◆ ABOUT THIS EXERCISE ◆
Set down the lines below exactly as they stand, please. Go from the first through the one containing "frame and renders".

(Collected data entries)
++++++++++

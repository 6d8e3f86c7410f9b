//! Frame driver
//!
//! A `Session` is what the host talks to: it owns the game state, held-key
//! tracker, deferred-action scheduler, effect dispatcher and the settings
//! for the next run. The host calls [`Session::frame`] once per animation
//! frame and renders the returned [`FrameOutput`].

use serde::Serialize;

use crate::consts::*;
use crate::effects::{EffectDispatcher, RenderHint};
use crate::settings::Settings;
use crate::sim::{
    Command, DeferredAction, GameEvent, GamePhase, GameState, InputTracker, Scheduler, Snapshot,
    TickInput, lifecycle, tick,
};

/// Everything produced by one frame
#[derive(Debug, Clone, Serialize)]
pub struct FrameOutput {
    pub snapshot: Snapshot,
    pub events: Vec<GameEvent>,
    pub hints: Vec<RenderHint>,
    /// Screen shake magnitude in pixels
    pub shake: f32,
}

impl FrameOutput {
    pub fn to_json(&self) -> Result<String, serde_json::Error> {
        serde_json::to_string(self)
    }
}

/// Paddle input that chases the ball, with a slowly wandering aim offset so
/// rallies do not settle into a loop
pub fn autopilot_input(state: &GameState) -> TickInput {
    let paddle = &state.paddle;
    let time_factor = state.time_ticks as f32 * 0.01;
    let offset = (time_factor.sin() * 0.3 + (time_factor * 0.7).sin() * 0.15) * paddle.width;
    let target = state.ball.pos.x - offset;
    let center = paddle.center_x();

    TickInput {
        left: target < center - paddle.speed,
        right: target > center + paddle.speed,
    }
}

/// A single-player game session
#[derive(Debug, Clone)]
pub struct Session {
    state: GameState,
    input: InputTracker,
    scheduler: Scheduler,
    effects: EffectDispatcher,
    /// Settings applied on the next start/restart
    settings: Settings,
    autopilot: bool,
    last_frame_ms: Option<f64>,
    /// Hints raised by lifecycle calls, delivered with the next frame
    pending_hints: Vec<RenderHint>,
}

impl Session {
    pub fn new(seed: u64, settings: Settings) -> Self {
        let settings = settings.sanitized();
        log::info!("Session created (seed {seed})");
        Self {
            state: GameState::new(seed, settings.clone()),
            input: InputTracker::new(),
            scheduler: Scheduler::new(),
            effects: EffectDispatcher::new(&settings),
            settings,
            autopilot: false,
            last_frame_ms: None,
            pending_hints: Vec::new(),
        }
    }

    pub fn state(&self) -> &GameState {
        &self.state
    }

    pub fn phase(&self) -> GamePhase {
        self.state.phase
    }

    pub fn settings(&self) -> &Settings {
        &self.settings
    }

    pub fn scheduler(&self) -> &Scheduler {
        &self.scheduler
    }

    pub fn snapshot(&self) -> Snapshot {
        Snapshot::capture(&self.state)
    }

    /// Replace the settings used by the next start/restart. Effect toggles
    /// (sound, particles, shake, trails) take effect immediately.
    pub fn apply_settings(&mut self, settings: Settings) {
        self.settings = settings.sanitized();
        self.effects.configure(&self.settings);
        self.state.settings.apply_effects(&self.settings);
        log::info!("Settings updated");
    }

    /// Let the autopilot drive the paddle (attract mode)
    pub fn set_autopilot(&mut self, enabled: bool) {
        self.autopilot = enabled;
    }

    fn queue_music(&mut self, playing: bool) {
        if let Some(hint) = self.effects.music(playing) {
            self.pending_hints.push(hint);
        }
    }

    pub fn start(&mut self) -> bool {
        if self.state.phase == GamePhase::Start && self.state.settings != self.settings {
            self.state.reset_run(self.settings.clone());
        }
        if !lifecycle::start(&mut self.state) {
            return false;
        }
        self.scheduler.cancel_all();
        self.effects.reset();
        self.queue_music(true);
        true
    }

    pub fn pause(&mut self) -> bool {
        if !lifecycle::pause(&mut self.state) {
            return false;
        }
        self.queue_music(false);
        true
    }

    pub fn resume(&mut self) -> bool {
        let reset_pending = self.state.ball_lost;
        if !lifecycle::resume(&mut self.state) {
            return false;
        }
        if reset_pending {
            // Ball was served on resume; the queued reset has nothing left to do
            self.scheduler.cancel_action(DeferredAction::ResetBall);
        }
        self.queue_music(true);
        true
    }

    pub fn toggle_pause(&mut self) -> bool {
        match self.state.phase {
            GamePhase::Playing => self.pause(),
            GamePhase::Paused => self.resume(),
            _ => false,
        }
    }

    /// Full reset with the current settings, straight into Playing
    pub fn restart(&mut self) {
        self.scheduler.cancel_all();
        lifecycle::restart(&mut self.state, self.settings.clone());
        self.effects.reset();
        self.queue_music(true);
    }

    pub fn toggle_sound(&mut self) -> bool {
        let enabled = !self.effects.sound_enabled();
        self.effects.set_sound_enabled(enabled);
        self.settings.sound_enabled = enabled;
        self.state.settings.sound_enabled = enabled;
        if !enabled {
            self.queue_music(false);
        } else if self.state.phase == GamePhase::Playing {
            self.queue_music(true);
        }
        log::info!("Sound {}", if enabled { "enabled" } else { "disabled" });
        enabled
    }

    /// Host key press (`KeyboardEvent.key` or `.code`)
    pub fn key_down(&mut self, name: &str) {
        match self.input.key_down(name) {
            Some(Command::TogglePause) => {
                self.toggle_pause();
            }
            Some(Command::ToggleSound) => {
                self.toggle_sound();
            }
            Some(Command::Confirm) => match self.state.phase {
                GamePhase::Start => {
                    self.start();
                }
                GamePhase::GameOver => self.restart(),
                _ => {}
            },
            None => {}
        }
    }

    pub fn key_up(&mut self, name: &str) {
        self.input.key_up(name);
    }

    /// Host page/window hidden: drop held keys and pause
    pub fn visibility_hidden(&mut self) {
        self.input.release_all();
        if self.state.phase == GamePhase::Playing {
            self.pause();
        }
    }

    /// Run one frame at host time `now_ms`: fire due deferred actions,
    /// update the simulation if Playing, and collect output for rendering.
    pub fn frame(&mut self, now_ms: f64) -> FrameOutput {
        let dt = match self.last_frame_ms {
            Some(last) => ((now_ms - last) / 1000.0) as f32,
            None => FRAME_DT,
        };
        self.last_frame_ms = Some(now_ms);

        for scheduled in self.scheduler.take_due(now_ms) {
            lifecycle::apply_deferred(&mut self.state, &scheduled);
        }

        let mut events = Vec::new();
        if self.state.phase == GamePhase::Playing {
            let input = if self.autopilot {
                autopilot_input(&self.state)
            } else {
                self.input.intent()
            };
            events = tick(&mut self.state, &input, dt);
            self.effects.decay();

            for event in &events {
                if let GameEvent::LifeLost { lives_left, .. } = *event {
                    if lives_left > 0 {
                        self.scheduler.schedule(
                            now_ms,
                            BALL_RESET_DELAY_MS,
                            DeferredAction::ResetBall,
                            GamePhase::Playing,
                        );
                    }
                }
            }
        }

        let mut hints = std::mem::take(&mut self.pending_hints);
        hints.extend(self.effects.dispatch(&events));

        FrameOutput {
            snapshot: Snapshot::capture(&self.state),
            events,
            hints,
            shake: self.effects.shake(),
        }
    }
}
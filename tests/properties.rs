//! Property tests for the simulation invariants

use glam::Vec2;
use proptest::prelude::*;

use paddle_bounce::Settings;
use paddle_bounce::consts::*;
use paddle_bounce::sim::collision::collide_walls;
use paddle_bounce::sim::{Ball, GameState, TickInput, start, tick};

proptest! {
    #[test]
    fn paddle_never_leaves_field(
        moves in prop::collection::vec((any::<bool>(), any::<bool>()), 1..400),
        paddle_width in 20.0f32..400.0,
    ) {
        let settings = Settings { paddle_width, ..Default::default() };
        let mut state = GameState::new(11, settings);
        start(&mut state);

        for (left, right) in moves {
            tick(&mut state, &TickInput { left, right }, FRAME_DT);
            let x = state.paddle.pos.x;
            prop_assert!(x >= 0.0);
            prop_assert!(x <= state.settings.field_width - state.paddle.width);
        }
    }

    #[test]
    fn wall_reflection_conserves_speed(
        x in -20.0f32..820.0,
        y in -20.0f32..600.0,
        angle in 0.0f32..std::f32::consts::TAU,
        speed in 1.0f32..BALL_MAX_SPEED,
    ) {
        let mut ball = Ball::new(Vec2::new(x, y), speed, BALL_MAX_SPEED);
        ball.vel = Vec2::new(angle.cos(), angle.sin()) * speed;
        let before = ball.vel.length();

        collide_walls(&mut ball, FIELD_WIDTH);

        prop_assert!((ball.vel.length() - before).abs() < 1e-3);
        prop_assert!((ball.vel.length() - ball.speed).abs() < 1e-3);
        prop_assert!(ball.pos.x >= ball.radius && ball.pos.x <= FIELD_WIDTH - ball.radius);
        prop_assert!(ball.pos.y >= ball.radius);
    }

    #[test]
    fn life_lost_once_per_loss(ticks_below in 1usize..60, seed in any::<u64>()) {
        let mut state = GameState::new(seed, Settings::default());
        start(&mut state);
        state.ball.pos = Vec2::new(200.0, state.settings.field_height + state.ball.radius + 1.0);
        state.ball.vel = Vec2::new(0.0, 4.0);

        for _ in 0..ticks_below {
            tick(&mut state, &TickInput::default(), FRAME_DT);
        }
        prop_assert_eq!(state.lives, INITIAL_LIVES - 1);
    }

    #[test]
    fn speed_stays_consistent_through_play(seed in any::<u64>()) {
        let mut state = GameState::new(seed, Settings::default());
        start(&mut state);

        for _ in 0..600 {
            tick(&mut state, &TickInput::default(), FRAME_DT);
            prop_assert!((state.ball.vel.length() - state.ball.speed).abs() < 1e-3);
            prop_assert!(state.ball.speed >= state.settings.initial_ball_speed);
            prop_assert!(state.ball.speed <= state.ball.max_speed);
        }
    }
}
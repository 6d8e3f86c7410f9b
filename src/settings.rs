//! Game settings and preferences
//!
//! Supplied by the host and persisted separately in LocalStorage. The core
//! reads gameplay values at session start/restart; missing or malformed
//! values fall back to the built-in defaults.

use serde::{Deserialize, Serialize};

use crate::consts::*;

/// Points awarded per brick, based on its row
///
/// Rows are counted from the bottom of the grid, so the top row is worth
/// the most: `base + per_row * rows_from_bottom`.
#[derive(Debug, Clone, Copy, PartialEq, Eq, Serialize, Deserialize)]
#[serde(default)]
pub struct BrickScoring {
    pub base: u64,
    pub per_row: u64,
}

impl Default for BrickScoring {
    fn default() -> Self {
        Self { base: 1, per_row: 1 }
    }
}

impl BrickScoring {
    /// Point value for a brick in `row` (0 = top) of a grid with `rows` rows
    pub fn points(&self, row: u32, rows: u32) -> u64 {
        let from_bottom = rows.saturating_sub(row.saturating_add(1)) as u64;
        self.per_row
            .saturating_mul(from_bottom)
            .saturating_add(self.base)
    }
}

/// Game settings/preferences
#[derive(Debug, Clone, PartialEq, Serialize, Deserialize)]
#[serde(default)]
pub struct Settings {
    // === Playfield ===
    pub field_width: f32,
    pub field_height: f32,

    // === Gameplay ===
    pub paddle_width: f32,
    /// Ball speed at level 1 (pixels per tick)
    pub initial_ball_speed: f32,
    /// Upper clamp for ball speed
    pub max_ball_speed: f32,
    /// Speed gained per level cleared
    pub speed_increment: f32,
    pub brick_rows: u32,
    pub brick_cols: u32,
    pub brick_scoring: BrickScoring,

    // === Audio ===
    pub sound_enabled: bool,

    // === Visual Effects ===
    /// Particle bursts on hits
    pub particles: bool,
    /// Screen shake on impacts
    pub screen_shake: bool,
    /// Ball trails
    pub trails: bool,
    /// Reduced motion (suppresses shake)
    pub reduced_motion: bool,
}

impl Default for Settings {
    fn default() -> Self {
        Self {
            field_width: FIELD_WIDTH,
            field_height: FIELD_HEIGHT,

            paddle_width: PADDLE_WIDTH,
            initial_ball_speed: BALL_START_SPEED,
            max_ball_speed: BALL_MAX_SPEED,
            speed_increment: SPEED_INCREMENT,
            brick_rows: BRICK_ROWS,
            brick_cols: BRICK_COLS,
            brick_scoring: BrickScoring::default(),

            sound_enabled: true,

            particles: true,
            screen_shake: true,
            trails: true,
            reduced_motion: false,
        }
    }
}

/// Replace a non-finite or non-positive value with its default
fn positive_or(name: &str, value: f32, default: f32) -> f32 {
    if value.is_finite() && value > 0.0 {
        value
    } else {
        log::warn!("Invalid setting {name}={value}, using default {default}");
        default
    }
}

/// Replace a playfield dimension outside `(0, MAX_FIELD_SIZE]` with its default
fn field_size_or(name: &str, value: f32, default: f32) -> f32 {
    let value = positive_or(name, value, default);
    if value > MAX_FIELD_SIZE {
        log::warn!("Setting {name}={value} exceeds {MAX_FIELD_SIZE}, using default {default}");
        return default;
    }
    value
}

impl Settings {
    /// Parse settings from JSON; absent keys keep their defaults
    pub fn from_json(json: &str) -> Result<Self, serde_json::Error> {
        serde_json::from_str::<Settings>(json).map(Settings::sanitized)
    }

    /// Parse settings from JSON, falling back to defaults on malformed input
    pub fn from_json_or_default(json: &str) -> Self {
        match Self::from_json(json) {
            Ok(settings) => settings,
            Err(e) => {
                log::warn!("Failed to parse settings: {e}; using defaults");
                Self::default()
            }
        }
    }

    pub fn to_json(&self) -> Result<String, serde_json::Error> {
        serde_json::to_string(self)
    }

    /// Return a copy with every unusable value replaced by its default
    pub fn sanitized(mut self) -> Self {
        let defaults = Self::default();

        self.field_width = field_size_or("field_width", self.field_width, defaults.field_width);
        self.field_height =
            field_size_or("field_height", self.field_height, defaults.field_height);
        if self.max_brick_rows() == 0 {
            log::warn!(
                "field_height {} leaves no room for bricks above the paddle, using default",
                self.field_height
            );
            self.field_height = defaults.field_height;
        }
        self.paddle_width = positive_or("paddle_width", self.paddle_width, defaults.paddle_width);
        self.initial_ball_speed = positive_or(
            "initial_ball_speed",
            self.initial_ball_speed,
            defaults.initial_ball_speed,
        );
        self.max_ball_speed =
            positive_or("max_ball_speed", self.max_ball_speed, defaults.max_ball_speed);
        if !self.speed_increment.is_finite() || self.speed_increment < 0.0 {
            log::warn!(
                "Invalid setting speed_increment={}, using default",
                self.speed_increment
            );
            self.speed_increment = defaults.speed_increment;
        }

        if self.max_ball_speed < self.initial_ball_speed {
            log::warn!(
                "max_ball_speed {} below initial_ball_speed {}, using default speeds",
                self.max_ball_speed,
                self.initial_ball_speed
            );
            self.initial_ball_speed = defaults.initial_ball_speed;
            self.max_ball_speed = defaults.max_ball_speed;
        }

        if self.paddle_width >= self.field_width {
            log::warn!("paddle_width {} does not fit the field", self.paddle_width);
            self.paddle_width = defaults.paddle_width.min(self.field_width / 4.0);
        }

        let max_rows = self.max_brick_rows();
        if self.brick_rows == 0 || self.brick_rows > max_rows {
            log::warn!(
                "brick_rows {} does not fit above the paddle (max {max_rows})",
                self.brick_rows
            );
            self.brick_rows = defaults.brick_rows.min(max_rows);
        }
        if self.brick_cols == 0 || self.brick_width() < MIN_BRICK_WIDTH {
            log::warn!("brick_cols {} does not fit the field", self.brick_cols);
            self.brick_cols = defaults.brick_cols;
        }
        if self.brick_width() < MIN_BRICK_WIDTH {
            self.field_width = defaults.field_width;
            self.paddle_width = self.paddle_width.min(defaults.paddle_width);
        }

        self
    }

    /// Width of a single brick given the field width and column count
    pub fn brick_width(&self) -> f32 {
        let cols = self.brick_cols.max(1) as f32;
        let gaps = (cols - 1.0) * BRICK_PADDING;
        (self.field_width - 2.0 * BRICK_SIDE_OFFSET - gaps) / cols
    }

    /// Copy the presentation toggles from `other`, leaving gameplay values
    pub fn apply_effects(&mut self, other: &Settings) {
        self.sound_enabled = other.sound_enabled;
        self.particles = other.particles;
        self.screen_shake = other.screen_shake;
        self.trails = other.trails;
        self.reduced_motion = other.reduced_motion;
    }

    /// Most brick rows that fit between the top offset and the paddle,
    /// leaving `BRICK_CLEARANCE` free above the paddle
    pub fn max_brick_rows(&self) -> u32 {
        let paddle_top = self.field_height - PADDLE_BOTTOM_OFFSET;
        let room = paddle_top - BRICK_CLEARANCE - BRICK_TOP_OFFSET + BRICK_PADDING;
        if room.is_finite() && room > 0.0 {
            (room / (BRICK_HEIGHT + BRICK_PADDING)).floor() as u32
        } else {
            0
        }
    }

    /// Effective screen shake (respects reduced_motion)
    pub fn effective_screen_shake(&self) -> bool {
        self.screen_shake && !self.reduced_motion
    }

    /// LocalStorage key
    #[allow(dead_code)]
    const STORAGE_KEY: &'static str = "paddle_bounce_settings";

    /// Load settings from LocalStorage (WASM only)
    #[cfg(target_arch = "wasm32")]
    pub fn load() -> Self {
        let storage = web_sys::window()
            .and_then(|w| w.local_storage().ok())
            .flatten();

        if let Some(storage) = storage {
            if let Ok(Some(json)) = storage.get_item(Self::STORAGE_KEY) {
                log::info!("Loaded settings from LocalStorage");
                return Self::from_json_or_default(&json);
            }
        }

        log::info!("Using default settings");
        Self::default()
    }

    /// Save settings to LocalStorage (WASM only)
    #[cfg(target_arch = "wasm32")]
    pub fn save(&self) {
        let storage = web_sys::window()
            .and_then(|w| w.local_storage().ok())
            .flatten();

        if let Some(storage) = storage {
            if let Ok(json) = self.to_json() {
                let _ = storage.set_item(Self::STORAGE_KEY, &json);
                log::info!("Settings saved");
            }
        }
    }

    /// Native stubs
    #[cfg(not(target_arch = "wasm32"))]
    pub fn load() -> Self {
        Self::default()
    }

    #[cfg(not(target_arch = "wasm32"))]
    pub fn save(&self) {
        // No-op for native
    }
}
//! Game lifecycle transitions
//!
//! `Start -> Playing <-> Paused`, `Playing -> GameOver` (from the tick),
//! and `restart` from any phase back to Playing with a full reset.
//! Each transition returns `false` when called from a phase it does not
//! apply to, leaving the state untouched.

use super::schedule::{DeferredAction, Scheduled};
use super::state::{GamePhase, GameState};
use crate::settings::Settings;

/// Begin play from the Start screen
pub fn start(state: &mut GameState) -> bool {
    if state.phase != GamePhase::Start {
        log::debug!("Ignoring start in {:?}", state.phase);
        return false;
    }
    state.reset_ball();
    state.phase = GamePhase::Playing;
    log::info!("Game started");
    true
}

/// Freeze the simulation
pub fn pause(state: &mut GameState) -> bool {
    if state.phase != GamePhase::Playing {
        log::debug!("Ignoring pause in {:?}", state.phase);
        return false;
    }
    state.phase = GamePhase::Paused;
    log::info!("Game paused");
    true
}

/// Resume from pause. A ball loss still waiting for its deferred reset is
/// served immediately so the reset never happens unseen.
pub fn resume(state: &mut GameState) -> bool {
    if state.phase != GamePhase::Paused {
        log::debug!("Ignoring resume in {:?}", state.phase);
        return false;
    }
    state.phase = GamePhase::Playing;
    if state.ball_lost {
        state.reset_ball();
    }
    log::info!("Game resumed");
    true
}

/// Toggle between Playing and Paused; other phases are unaffected
pub fn toggle_pause(state: &mut GameState) -> bool {
    match state.phase {
        GamePhase::Playing => pause(state),
        GamePhase::Paused => resume(state),
        _ => false,
    }
}

/// Full reset: score, lives, level, paddle, bricks and ball, using the
/// given settings, then straight into Playing.
pub fn restart(state: &mut GameState, settings: Settings) {
    state.reset_run(settings);
    state.phase = GamePhase::Playing;
    log::info!("Game restarted");
}

/// Apply a deferred action that has come due.
///
/// Returns false, leaving the state unchanged, when the game has left the
/// action's required phase or the action no longer applies.
pub fn apply_deferred(state: &mut GameState, scheduled: &Scheduled) -> bool {
    if state.phase != scheduled.required_phase {
        log::debug!(
            "Discarding {:?}: phase is {:?}, needed {:?}",
            scheduled.action,
            state.phase,
            scheduled.required_phase
        );
        return false;
    }

    match scheduled.action {
        DeferredAction::ResetBall => {
            if !state.ball_lost {
                log::debug!("Discarding ball reset: ball already in play");
                return false;
            }
            state.reset_ball();
            true
        }
    }
}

++++++++++

◆ SOLUTION TO THIS TASK ◆
repository 6d8e3f86c7410f9b
//! Frame driver
//!
//! A `Session` is what the host talks to: it owns the game state, held-key
//! tracker, deferred-action scheduler, effect dispatcher and the settings
//! for the next run. The host calls [`Session::frame`] once per animation
//! frame and renders the returned [`FrameOutput`].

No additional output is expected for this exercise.